A new class of bradykinin antagonists: synthesis and in vitro activity of bissuccinimidoalkane peptide dimers

A systematic study on the dimerization of the bradykinin (BK) antagonist D-Arg0-Arg1-Pro2-Hyp3-Gly4-Phe5-Ser6-D-Phe 7-Leu8-Arg9 has been performed. The first part of this study involved compounds wherein dimerization was carried out by sequentially replacing each amino acid with cysteine and cross-linking with bismaleimidohexane.

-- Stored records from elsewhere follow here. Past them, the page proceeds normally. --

impl ServiceDefinitionV2Contact {
    pub fn email(address: impl Into<String>) -> Self {
        Self::Email(ServiceDefinitionV2Email {
            contact: address.into(),
            name: None,
            contact_type: ServiceDefinitionV2EmailType::Email,
        })
    }

    pub fn slack(channel_url: impl Into<String>) -> Self {
        Self::Slack(ServiceDefinitionV2Slack {
            contact: channel_url.into(),
            name: None,
            contact_type: ServiceDefinitionV2SlackType::Slack,
        })
    }
}

impl Serialize for ServiceDefinitionV2Contact {
    fn serialize<S: Serializer>(&self, serializer: S) -> Result<S::Ok, S::Error> {
        match self {
            Self::Email(contact) => contact.serialize(serializer),
            Self::Slack(contact) => contact.serialize(serializer),
            Self::MSTeams(contact) => contact.serialize(serializer),
            Self::UnparsedObject(raw) => raw.serialize(serializer),
        }
    }
}

impl<'de> Deserialize<'de> for ServiceDefinitionV2Contact {
    fn deserialize<D: Deserializer<'de>>(deserializer: D) -> Result<Self, D::Error> {
        let value = Value::deserialize(deserializer)?;
        let decoded = exactly_one([
            try_variant(&value).map(Self::Email),
            try_variant(&value).map(Self::Slack),
            try_variant(&value).map(Self::MSTeams),
        ]);
        Ok(decoded.unwrap_or(Self::UnparsedObject(value)))
    }
}

/// Service documents
#[derive(Debug, Clone, PartialEq, Serialize, Deserialize)]
pub struct ServiceDefinitionV2Doc {
    pub name: String,
    #[serde(skip_serializing_if = "Option::is_none")]
    pub provider: Option<String>,
    pub url: String,
}

/// Opsgenie integration for the service
#[derive(Debug, Clone, PartialEq, Serialize, Deserialize)]
pub struct ServiceDefinitionV2Opsgenie {
    #[serde(skip_serializing_if = "Option::is_none")]
    pub region: Option<ServiceDefinitionV2OpsgenieRegion>,
    #[serde(rename = "service-url")]
    pub service_url: String,
}

/// Third party integrations that Datadog supports
#[derive(Debug, Clone, Default, PartialEq, Serialize, Deserialize)]
pub struct ServiceDefinitionV2Integrations {
    #[serde(skip_serializing_if = "Option::is_none")]
    pub opsgenie: Option<ServiceDefinitionV2Opsgenie>,
    #[serde(skip_serializing_if = "Option::is_none")]
    pub pagerduty: Option<String>,
}

/// Service's external links
#[derive(Debug, Clone, PartialEq, Serialize, Deserialize)]
pub struct ServiceDefinitionV2Link {
    pub name: String,
    #[serde(rename = "type")]
    pub link_type: ServiceDefinitionV2LinkType,
    pub url: String,
}

/// Service code repositories
#[derive(Debug, Clone, PartialEq, Serialize, Deserialize)]
pub struct ServiceDefinitionV2Repo {
    pub name: String,
    #[serde(skip_serializing_if = "Option::is_none")]
    pub provider: Option<String>,
    pub url: String,
}
//! The actor that owns every running spinner.
//!
//! One task holds the registry, the [`LineTracker`] and the animation
//! clock. Clients talk to it through a [`CoordinatorHandle`]; it talks to
//! the terminal only through the cursor service.
//!
//! Rows are assigned per session: a session starts when the first spinner
//! registers and ends, within the same turn as the last completion, with
//! exactly one trailing newline below the block. Each new line id and each
//! plain line printed during a session takes the next free row, so log
//! output keeps flowing below the spinners instead of waiting for them.

use std::collections::HashMap;
use std::fmt;
use std::time::{Duration, Instant};

use crossterm::style::Color;
use tokio::sync::mpsc::error::TrySendError;
use tokio::sync::{broadcast, mpsc, oneshot};
use tokio::time::{MissedTickBehavior, interval};
use tracing::{debug, trace, warn};

use crate::config::{Config, Verbosity};
use crate::cursor::{self, CursorHandle};
use crate::events::{Event, EventBus};
use crate::frames;
use crate::lines::{LineId, LineTracker, PoolStats};
use crate::output::Sink;
use crate::spinner::SpinnerId;
use crate::style::{self, Completion};

#[derive(Debug, Clone, Copy, Default, PartialEq, Eq)]
pub enum Mode {
    /// No spinners; plain lines pass straight through.
    #[default]
    Idle,
    /// At least one spinner owns a line.
    Animating,
}

impl fmt::Display for Mode {
    fn fmt(&self, f: &mut fmt::Formatter<'_>) -> fmt::Result {
        match self {
            Self::Idle => f.write_str("idle"),
            Self::Animating => f.write_str("animating"),
        }
    }
}

/// Everything a spinner registers with.
#[derive(Debug, Clone)]
pub struct SpinnerSpec {
    pub id: SpinnerId,
    pub message: String,
    pub frames: Vec<String>,
    pub color: Color,
    pub padding: usize,
    pub indent: usize,
    /// Minimum time between frame advances.
    pub interval: Duration,
}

The second part of this study utilized a series of bissuccinimidoalkane dimers wherein the intervening methylene chain was varied systematically from n = 2 to n = 12 while the point of dimerization was held constant at position 6. The biological activities of these dimers were then evaluated on BK-induced smooth muscle contraction in two different isolated tissue preparations: guinea pig ileum (GPI) and rat uterus (RU). Several of the dimeric BK antagonists displayed remarkable activities and long durations of action. In addition, dimerization at position 4, 7, 8, or 9 produced dimeric analogues with markedly reduced potency. Rank order of antagonist potency as a function of dimerization position is as follows: rat uterus, 6 greater than 5 greater than 0 greater than 2 greater than 1 greater than 3 much greater than 4, 7, 8, 9; guinea pig ileum, 6 greater than 5 greater than 3 greater than 2 greater than 1 greater than 0 much greater than 4, 7, 8, 9. Evaluation of the linker length as represented by the number of methylene units indicated an optimal distance between the two monomeric Peptides of six to eight methylene moieties. These studies also revealed that the carbon-chain length significantly affected the duration of action in vitro and resulted in partial agonism effects when n greater than 8. The optimum activity in vitro was achieved with dimerization at position 6 and n = 6 (designated herein as compound 25; alternatively, CP-0127). Similar effects in potency were also seen when the monomeric antagonist D-Arg0-Arg1-Pro2-Hyp3-Gly4-Phe5-Ser6-D-Phe 7-Phe8-Arg9 (NPC-567) was dimerized using similar chemistry. These results suggest that the development of BK antagonists of significant therapeutic potential may be possible using a dimerization strategy that can overcome the heretofore limiting problems of potency and in vivo duration of action found with many of the BK antagonists in the literature.